Diga que o façam por caridade.
- Não posso. Há ali
um sargento que nem quer ouvir falar de ti.
- Faz com que te ouça.
Usa as tuas manhas e diga que para sustos já chega. Diga que o faça pela
caridade de Deus.
- Não se trata de
sustos. Parece que te vão matar de verdade. Eu já não quero voltar lá.
- Vai outra vez. Só
mais uma vez, a ver o que consegues.
- Não. Não tenho
vontade de ir. É evidente que eu sou teu filho. E, se vou muitas vezes ter com
eles, acabarão por saber quem sou e pode dar-lhes para me fuzilarem a mim
também. É melhor deixar as coisas tal como estão.
- Anda, Justino.
Diz-lhes que tenham só um bocadinho de lástima de mim.
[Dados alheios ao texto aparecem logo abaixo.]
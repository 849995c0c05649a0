use std::net::SocketAddr;
use std::path::PathBuf;
use std::sync::Arc;

use clap::Parser;
use tokio::net::TcpListener;

use smsfwd::config::DaemonConfig;
use smsfwd::rpc::{http, ControlDaemon};
use smsfwd::storage::SqliteSettingsStore;

#[derive(Parser, Debug)]
#[command(name = "smsfwdd")]
struct Args {
    #[arg(long)]
    config: Option<PathBuf>,
    #[arg(long)]
    listen: Option<String>,
    #[arg(long)]
    db: Option<PathBuf>,
    #[arg(long)]
    sign_key: Option<String>,
    /// Start even when server autorun is disabled in the config.
    #[arg(long)]
    start: bool,
}

#[tokio::main]
async fn main() {
    env_logger::init();
    let args = Args::parse();
    if let Err(err) = run(args).await {
        eprintln!("smsfwdd error: {}", err);
        std::process::exit(1);
    }
}

async fn run(args: Args) -> std::io::Result<()> {
    let mut config = match &args.config {
        Some(path) => DaemonConfig::load(path).map_err(std::io::Error::other)?,
        None => DaemonConfig::default(),
    };
    if let Some(listen) = args.listen {
        config.listen = Some(listen);
    }
    if let Some(db) = args.db {
        config.db = Some(db);
    }
    if let Some(key) = args.sign_key {
        config.server.server_sign_key = key;
    }

    if !config.server.enable_server_autorun && !args.start {
        log::info!("server autorun is disabled; pass --start to run anyway");
        return Ok(());
    }

    let addr: SocketAddr = config
        .listen_addr()
        .parse()
        .map_err(|err| std::io::Error::new(std::io::ErrorKind::InvalidInput, err))?;
    let store = SqliteSettingsStore::open(&config.db_path()).map_err(std::io::Error::other)?;
    if config.server.server_sign_key.is_empty() {
        log::warn!("server sign key is empty, requests are not authenticated");
    }
    let daemon = Arc::new(
        ControlDaemon::with_store(store, config.server.clone())
            .with_restore_mode(config.restore_mode()),
    );

    let listener = TcpListener::bind(addr).await?;
    println!("smsfwdd listening on http://{}", addr);

    loop {
        let (mut stream, peer) = listener.accept().await?;
        let daemon = daemon.clone();
        tokio::spawn(async move {
            if let Err(err) = http::serve_connection(daemon, &mut stream).await {
                log::warn!("connection from {} failed: {}", peer, err);
            }
        });
    }
}
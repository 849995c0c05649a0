use thiserror::Error;

/// Build number of this installation. The leading digit is the release
/// channel; the remaining digits identify the settings format.
pub const VERSION_CODE: i64 = 100_100;
pub const VERSION_NAME: &str = env!("CARGO_PKG_VERSION");

#[derive(Debug, Error, Clone, PartialEq, Eq)]
pub enum VersionError {
    #[error("the version_code field is required")]
    MissingVersion,
    #[error("client and server app versions differ (remote {remote}, local {local})")]
    VersionMismatch { remote: i64, local: i64 },
}

#[derive(Debug, Clone, PartialEq, Eq)]
pub struct AppVersion {
    pub code: i64,
    pub name: String,
}

impl AppVersion {
    pub fn current() -> Self {
        Self {
            code: VERSION_CODE,
            name: VERSION_NAME.to_string(),
        }
    }
}

impl Default for AppVersion {
    fn default() -> Self {
        Self::current()
    }
}

/// Drops the leading channel digit of a local build number.
///
/// Remote builds may come from another channel, so only the trailing digits
/// are compared. This assumes every build number keeps exactly one leading
/// channel digit.
pub fn truncate_local_version(local_code: i64) -> String {
    local_code.to_string().chars().skip(1).collect()
}

/// Gate for clone operations: the remote build number must end with the
/// local build number minus its channel digit.
pub fn check_version(remote_code: i64, local_code: i64) -> Result<(), VersionError> {
    if remote_code == 0 {
        return Err(VersionError::MissingVersion);
    }
    let local = truncate_local_version(local_code);
    if !remote_code.to_string().ends_with(&local) {
        return Err(VersionError::VersionMismatch {
            remote: remote_code,
            local: local_code,
        });
    }
    Ok(())
}
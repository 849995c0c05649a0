use serde::{Deserialize, Serialize};
use thiserror::Error;

use crate::storage::{AppSettings, RuleRecord, SenderRecord, SettingsStore, StoreError};
use crate::version::AppVersion;

/// Full, self-contained settings snapshot exchanged by clone pull/push.
#[derive(Debug, Clone, PartialEq, Eq, Serialize, Deserialize, Default)]
pub struct CloneInfo {
    #[serde(default)]
    pub version_code: i64,
    #[serde(default)]
    pub version_name: String,
    #[serde(flatten)]
    pub settings: AppSettings,
    /// Required on the wire: a snapshot without its lists is rejected
    /// instead of being read as "delete everything".
    pub sender_list: Vec<SenderRecord>,
    pub rule_list: Vec<RuleRecord>,
}

#[derive(Debug, Error)]
#[error("{message}")]
pub struct RestoreError {
    pub message: String,
    #[source]
    pub source: Option<StoreError>,
}

impl From<StoreError> for RestoreError {
    fn from(err: StoreError) -> Self {
        Self {
            message: err.to_string(),
            source: Some(err),
        }
    }
}

/// How [`restore_settings`] applies a snapshot.
#[derive(Debug, Clone, Copy, PartialEq, Eq, Default)]
pub enum RestoreMode {
    /// Sequential writes with no rollback. A failure after the delete step
    /// leaves the destination with an empty or partial sender/rule set.
    #[default]
    BestEffort,
    /// Runs the whole restore inside a store transaction and rolls back on
    /// failure. Requires a store that implements the transaction hooks.
    Transactional,
}

pub fn export_settings<S: SettingsStore + ?Sized>(
    store: &S,
    version: &AppVersion,
) -> Result<CloneInfo, StoreError> {
    Ok(CloneInfo {
        version_code: version.code,
        version_name: version.name.clone(),
        settings: store.load_settings()?,
        sender_list: store.list_senders()?,
        rule_list: store.list_rules()?,
    })
}

/// Applies `snapshot` onto `store`, replacing every sender and rule.
///
/// A failed restore is terminal for the request: the caller should clone
/// again rather than retry, since the destination may already be emptied.
pub fn restore_settings<S: SettingsStore + ?Sized>(
    store: &S,
    snapshot: &CloneInfo,
    mode: RestoreMode,
) -> Result<(), RestoreError> {
    let result = match mode {
        RestoreMode::BestEffort => apply_snapshot(store, snapshot),
        RestoreMode::Transactional => apply_in_transaction(store, snapshot),
    };
    if let Err(err) = &result {
        log::error!("restore settings failed: {}", err);
    }
    result.map_err(RestoreError::from)
}

fn apply_in_transaction<S: SettingsStore + ?Sized>(
    store: &S,
    snapshot: &CloneInfo,
) -> Result<(), StoreError> {
    store.begin_transaction()?;
    match apply_snapshot(store, snapshot) {
        Ok(()) => store.commit_transaction(),
        Err(err) => {
            if let Err(rollback_err) = store.rollback_transaction() {
                log::error!("rollback after failed restore failed: {}", rollback_err);
            }
            Err(err)
        }
    }
}

fn apply_snapshot<S: SettingsStore + ?Sized>(
    store: &S,
    snapshot: &CloneInfo,
) -> Result<(), StoreError> {
    store.save_settings(&snapshot.settings)?;

    store.delete_all_rules()?;
    store.delete_all_senders()?;

    for sender in &snapshot.sender_list {
        store.insert_sender(sender)?;
    }
    for rule in &snapshot.rule_list {
        store.insert_rule(rule)?;
    }
    Ok(())
}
Diga só isso.
Justino apertou os
dentes e moveu a cabeça, dizendo:
- Não.
E continuou a abanar
a cabeça durante muito tempo
- Diga ao sargento
que te deixe ver o coronel. E conta-lhe quão velho estou. O pouco que valho.
Que lucro terá por matar-me? Nenhum lucro. Ao fim e ao cabo ele deve ter uma
alma. Diga que o faça pela bendita salvação da sua alma.
Justino levantou-se
do monte de pedras em que estava sentado e caminhou até à porta do curral.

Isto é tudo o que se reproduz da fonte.